Scrutini bloccati, cosa succede con l'esame di Maturità 2026
Torna la protesta degli scrutini bloccati: vediamo di cosa si tratta e se ci sono conseguenze sul regolare svolgimento dell'esame di Maturità 2026
In alcune scuole superiori italiane gli scrutini sono stati bloccati. Ma cosa sta succedendo? E ci saranno ripercussioni sull’esame di Maturità 2026, in partenza il prossimo 18 giugno? Facciamo il punto.
- Perché in alcune scuole gli scrutini sono bloccati
- Scrutini bloccati e Maturità 2026: cosa sapere
- I motivi dello sciopero degli scrutini 2026
Perché in alcune scuole gli scrutini sono bloccati
Torna il blocco degli scrutini come forma di protesta degli insegnanti. L’ultima volta era accaduto nel 2015, quando alcuni docenti avevano deciso di fermare le operazioni per protestare contro la riforma della "Buona scuola" del governo Renzi.
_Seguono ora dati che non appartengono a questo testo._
use axum::{extract::State, Form, Json};
use tracing::{info, instrument};

use crate::contacts::{dto::ContactForm, repo::Contact};
use crate::error::{ApiError, ApiMessage};
use crate::session::MaybeSession;
use crate::state::AppState;
use crate::validation::Validator;

#[instrument(skip(state, session, form))]
pub async fn create(
    State(state): State<AppState>,
    session: MaybeSession,
    Form(form): Form<ContactForm>,
) -> Result<Json<ApiMessage>, ApiError> {
    let mut v = Validator::new();
    let name = v.required("name", &form.name, "Le nom est requis.");
    let email = v.email("email", &form.email);
    let message = v.required("message", &form.message, "Le message est requis.");
    v.min_len(
        "message",
        &form.message,
        10,
        "Le message doit contenir au moins 10 caractères.",
    );
    v.finish()?;

    let user_id = session.0.map(|s| s.user_id);

    Contact::insert_public(&state.db, user_id, &name, &email, &message)
        .await
        .map_err(|e| {
            ApiError::database(
                "Une erreur interne est survenue lors de l'envoi du message.",
                e,
            )
        })?;

    info!(%email, linked_user = ?user_id, "contact message stored");
    Ok(Json(ApiMessage::new(
        "Votre message a été envoyé avec succès.",
    )))
}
Oggi la mobilitazione riguarda soprattutto la riforma degli istituti tecnici.
L’Istituto di istruzione superiore Boselli di Torino ha bloccato 15 scrutini su 16 convocati tra giovedì 11 e venerdì 12 giugno. Sempre nel capoluogo piemontese, altri due sono stati bloccati all’Istituto tecnico Avogadro.
"La riforma dell’istruzione tecnica è una mannaia che stravolge tutto il percorso dell’istruzione tecnica, basi pensare che al quinto anno sono tagliate 7 ore di materie curriculari", ha spiegato al Corriere della Sera Francesca Salvadori, insegnante di lettere all’Istituto Boselli. Secondo la prof, la riforma degli istituti tecnici promossa dal ministro dell’Istruzione e del Merito Giuseppe Valditara è "una botta fortissima a tutto il sistema, che lo rende sempre più simile all’istruzione professionale".
Per fermare uno scrutinio basta un solo docente in sciopero per ciascun consiglio di classe. Salvadori ha raccontato che nella sede centrale del Boselli "l’adesione è stata altissima, del 95% rispetto al totale dei consigli". Considerando tutti e quattro i plessi dell’istituto, la percentuale scende al 34%. "Comunque elevata", ha commentato l’insegnante. All’ingresso della sede di via Montecuccoli, nel centro di Torino, sono stati appesi due cartelli con scritto: "I docenti del Boselli difendono la qualità della loro scuola, la qualità della scuola pubblica non si svende".
Scrutini bloccati e Maturità 2026: cosa sapere
Qualcuno potrebbe chiedersi: il blocco può avere conseguenze sulla Maturità? Gli scrutini delle classi quinte, infatti, sono fondamentali: servono a stabilire gli studenti ammessi all’esame e a definire il credito scolastico accumulato da ciascun maturando nel triennio, che inciderà sulla valutazione finale.
Su questo punto, però, la normativa è chiara: gli scrutini delle classi quinte non possono essere bloccati proprio per garantire il regolare svolgimento dell’esame di Maturità.
I motivi dello sciopero degli scrutini 2026
Usb Scuola ha proclamato lo sciopero degli scrutini nelle scuole secondarie di secondo grado limitandolo ai primi due giorni di scrutinio programmati nei singoli istituti. La Flc Cgil, invece, ne ha indetto un altro dal 13 al 21 giugno. In entrambi i casi, come già ricordato, sono escluse le classi quinte, perché per legge gli scrutini devono svolgersi regolarmente in vista della Maturità.
Sui motivi della mobilitazione, Usb Scuola ha spiegato: "La riforma degli istituti tecnici, le linee guida per i licei e la riforma dell’attribuzione delle ore di sostegno non consentono di restare immobili e non continuare a dimostrare il nostro sdegno e la nostra assoluta contrarietà a queste azioni di ‘riforma’ che stanno, pezzo dopo pezzo, smantellando tutto il sistema scolastico e l’impianto di inclusione, conoscenze e saperi che i nostri studenti e le nostre studentesse hanno il diritto di costruire durante il percorso di studi e che comporteranno un taglio di posti di lavoro significativo, tamponato per il 2026/27 in extremis dal governo per cercare di placare le proteste, ma prevedibile dal 2027/28 se la riforma entrerà a pieno regime".
La Flc Cgil ha indetto uno sciopero breve della durata di un’ora dal 13 al 21 giugno del personale docente degli istituti di istruzione tecnica in occasione degli scrutini finali. "Con la proclamazione dello sciopero degli scrutini finali, la Flc Cgil chiede il ritiro e, in subordine, il rinvio dell’attivazione della riforma degli istituti tecnici", hanno chiarito dal sindacato, parlando di una riforma "inutile e dannosa".